╭─ Extracted records
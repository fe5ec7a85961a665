use crate::{
    received::{Received, ReceivedRequests, SWEEP_INTERVAL},
    shared::TransportCore,
};
use async_trait::async_trait;
use courier_error::{ErrorObject, TransportError};
use courier_types::{
    Command, CommandOptions, CommandResponder, CommandStream, EventStream, IncomingCommand,
    PendingReply, Transport, TransportEvent, protocol::RequestEnvelope,
};
use dashmap::DashMap;
use serde_json::Value;
use std::{
    sync::{
        Arc, Weak,
        atomic::{AtomicBool, Ordering},
    },
    time::Duration,
};
use tokio::{
    sync::mpsc,
    time::{self, Instant, MissedTickBehavior},
};
use tracing::{debug, warn};

/// In-process transport. Listeners and senders share one instance.
#[derive(Clone)]
pub struct LocalTransport {
    inner: Arc<LocalInner>,
}

struct LocalInner {
    core: TransportCore,
    listeners: DashMap<String, mpsc::UnboundedSender<IncomingCommand>>,
    requests: ReceivedRequests<()>,
    events: DashMap<String, Vec<mpsc::UnboundedSender<TransportEvent>>>,
    closed: AtomicBool,
    sweeping: AtomicBool,
}

struct LocalResponder {
    inner: Weak<LocalInner>,
}

#[async_trait]
impl CommandResponder for LocalResponder {
    async fn respond(&self, command: &Command, result: Result<Value, ErrorObject>) {
        match self.inner.upgrade() {
            Some(inner) => inner.complete(command, result),
            None => debug!(id = command.id(), "transport dropped before completion"),
        }
    }

    async fn defer(&self, command: &Command) -> Result<(), TransportError> {
        match self.inner.upgrade() {
            Some(inner) => inner.defer(command),
            None => Err(TransportError::Connection("transport is closed".to_string())),
        }
    }
}

impl LocalTransport {
    pub fn new(core: TransportCore) -> Self {
        Self {
            inner: Arc::new(LocalInner {
                core,
                listeners: DashMap::new(),
                requests: ReceivedRequests::default(),
                events: DashMap::new(),
                closed: AtomicBool::new(false),
                sweeping: AtomicBool::new(false),
            }),
        }
    }

    pub fn with_timeout(default_timeout: Duration) -> Self {
        Self::new(TransportCore::new(default_timeout))
    }

    /// Received commands still waiting for completion.
    pub fn received_len(&self) -> usize {
        self.inner.requests.len()
    }

    fn ensure_open(&self) -> Result<(), TransportError> {
        if self.inner.closed.load(Ordering::Acquire) {
            return Err(TransportError::Connection("transport is closed".to_string()));
        }
        Ok(())
    }
}

impl LocalInner {
    fn deliver(self: &Arc<Self>, envelope: RequestEnvelope) -> Result<(), TransportError> {
        if envelope.is_expired() {
            warn!(command = %envelope.name, id = %envelope.id, "command expired before delivery, dropping it");
            return Ok(());
        }
        let remaining = envelope
            .remaining()
            .unwrap_or_else(|| self.core.default_timeout());
        let (command, options) = self.core.accept_request(envelope.clone())?;

        let Some(sender) = self
            .listeners
            .get(command.name())
            .map(|sender| sender.clone())
        else {
            warn!(command = %command.name(), id = command.id(), "no listener for command");
            return Ok(());
        };

        self.log_pruned(self.requests.prune_if_crowded().len());

        let id = command.id().to_string();
        let name = command.name().to_string();
        self.requests
            .insert(id.clone(), Received::new(envelope, remaining, ()));

        let responder = Arc::new(LocalResponder {
            inner: Arc::downgrade(self),
        });
        debug!(command = %name, id = %id, "delivering command");
        if sender
            .send(IncomingCommand::new(command, options, responder))
            .is_err()
        {
            warn!(command = %name, id = %id, "listener is gone, dropping command");
            self.requests.remove(&id);
            self.listeners.remove_if(&name, |_, sender| sender.is_closed());
        }
        Ok(())
    }

    fn log_pruned(&self, pruned: usize) {
        if pruned > 0 {
            debug!(pruned, "expired received commands pruned");
        }
    }

    fn spawn_sweeper(self: &Arc<Self>) {
        if self.sweeping.swap(true, Ordering::AcqRel) {
            return;
        }
        let inner = Arc::downgrade(self);
        tokio::spawn(async move {
            let mut ticker = time::interval(SWEEP_INTERVAL);
            ticker.set_missed_tick_behavior(MissedTickBehavior::Delay);
            ticker.tick().await;
            loop {
                ticker.tick().await;
                let Some(inner) = inner.upgrade() else {
                    break;
                };
                if inner.closed.load(Ordering::Acquire) {
                    break;
                }
                inner.log_pruned(inner.requests.prune_expired().len());
            }
        });
    }

    fn complete(&self, command: &Command, result: Result<Value, ErrorObject>) {
        let Some(request) = self.requests.remove(command.id()) else {
            warn!(
                command = %command.name(),
                id = command.id(),
                "command is already completed or unknown"
            );
            return;
        };
        self.finish(command, request, result);
    }

    fn finish(&self, command: &Command, request: Received<()>, result: Result<Value, ErrorObject>) {
        if !request.is_need_reply() {
            debug!(command = %command.name(), id = command.id(), "command does not need a reply");
            return;
        }
        if request.is_expired(Instant::now()) {
            warn!(command = %command.name(), id = command.id(), "command expired before completion");
            return;
        }

        self.core
            .settle(command.id(), result.map_err(TransportError::Execution));
    }

    fn defer(self: &Arc<Self>, command: &Command) -> Result<(), TransportError> {
        let Some(request) = self.requests.remove(command.id()) else {
            return Err(TransportError::invalid_data(format!(
                "Unable to defer \"{}\" command: it is already completed or unknown",
                command.name()
            )));
        };

        if !request.envelope.can_defer() {
            warn!(
                command = %command.name(),
                id = command.id(),
                wait_count = request.envelope.wait_count,
                "command wait limit reached"
            );
            let error = TransportError::WaitExceed {
                name: command.name().to_string(),
                id: command.id().to_string(),
            };
            self.finish(command, request, Err(error.to_object()));
            return Ok(());
        }

        let envelope = request.envelope.deferred();
        let delay = envelope.options.wait_delay_or_default();
        debug!(
            command = %command.name(),
            id = command.id(),
            wait_count = envelope.wait_count,
            delay_ms = delay.as_millis() as u64,
            "deferring command"
        );

        let inner = Arc::downgrade(self);
        tokio::spawn(async move {
            time::sleep(delay).await;
            let Some(inner) = inner.upgrade() else {
                return;
            };
            if inner.closed.load(Ordering::Acquire) {
                return;
            }
            if let Err(err) = inner.deliver(envelope) {
                warn!(error = %err, "unable to deliver deferred command");
            }
        });
        Ok(())
    }
}

#[async_trait]
impl Transport for LocalTransport {
    async fn send(
        &self,
        command: Command,
        options: Option<CommandOptions>,
    ) -> Result<(), TransportError> {
        self.ensure_open()?;
        let mut command = command;
        command.mark_need_reply(false);
        let options = self.inner.core.options(options);
        let envelope = self.inner.core.request_envelope(&command, &options)?;
        self.inner.deliver(envelope)
    }

    async fn send_listen(
        &self,
        command: Command,
        options: Option<CommandOptions>,
    ) -> Result<Value, TransportError> {
        self.ensure_open()?;
        let mut command = command;
        command.mark_need_reply(true);
        let options = self.inner.core.options(options);
        let envelope = self.inner.core.request_envelope(&command, &options)?;

        let inner = &self.inner;
        inner
            .core
            .send_listen(&command, &options, async move { inner.deliver(envelope) })
            .await
    }

    async fn listen(&self, name: &str) -> Result<CommandStream, TransportError> {
        self.ensure_open()?;
        let (sender, stream) = CommandStream::channel();
        if self.inner.listeners.insert(name.to_string(), sender).is_some() {
            warn!(command = name, "replacing existing listener");
        }
        self.inner.spawn_sweeper();
        Ok(stream)
    }

    async fn complete(&self, command: &Command, result: Result<Value, ErrorObject>) {
        self.inner.complete(command, result)
    }

    fn wait(&self, id: &str) -> Option<PendingReply> {
        self.inner.core.wait(id)
    }

    async fn defer(&self, command: &Command) -> Result<(), TransportError> {
        self.inner.defer(command)
    }

    async fn dispatch(&self, event: TransportEvent) -> Result<(), TransportError> {
        self.ensure_open()?;
        match self.inner.events.get_mut(&event.name) {
            Some(mut subscribers) => {
                subscribers.retain(|subscriber| subscriber.send(event.clone()).is_ok());
            }
            None => debug!(event = %event.name, "no subscribers for event"),
        }
        Ok(())
    }

    async fn events(&self, name: &str) -> Result<EventStream, TransportError> {
        self.ensure_open()?;
        let (sender, stream) = EventStream::channel();
        self.inner
            .events
            .entry(name.to_string())
            .or_default()
            .push(sender);
        Ok(stream)
    }

    async fn close(&self) {
        if self.inner.closed.swap(true, Ordering::AcqRel) {
            return;
        }
        self.inner.listeners.clear();
        self.inner.events.clear();
        self.inner.requests.clear();
        self.inner
            .core
            .fail_all(&TransportError::Connection("transport is closed".to_string()));
        debug!("local transport closed");
    }
}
╰─
• **Exercise prompt**
Select all lines in the listing that include the word "clear".

• **Result of this task**
        self.inner.listeners.clear();
        self.inner.events.clear();
        self.inner.requests.clear();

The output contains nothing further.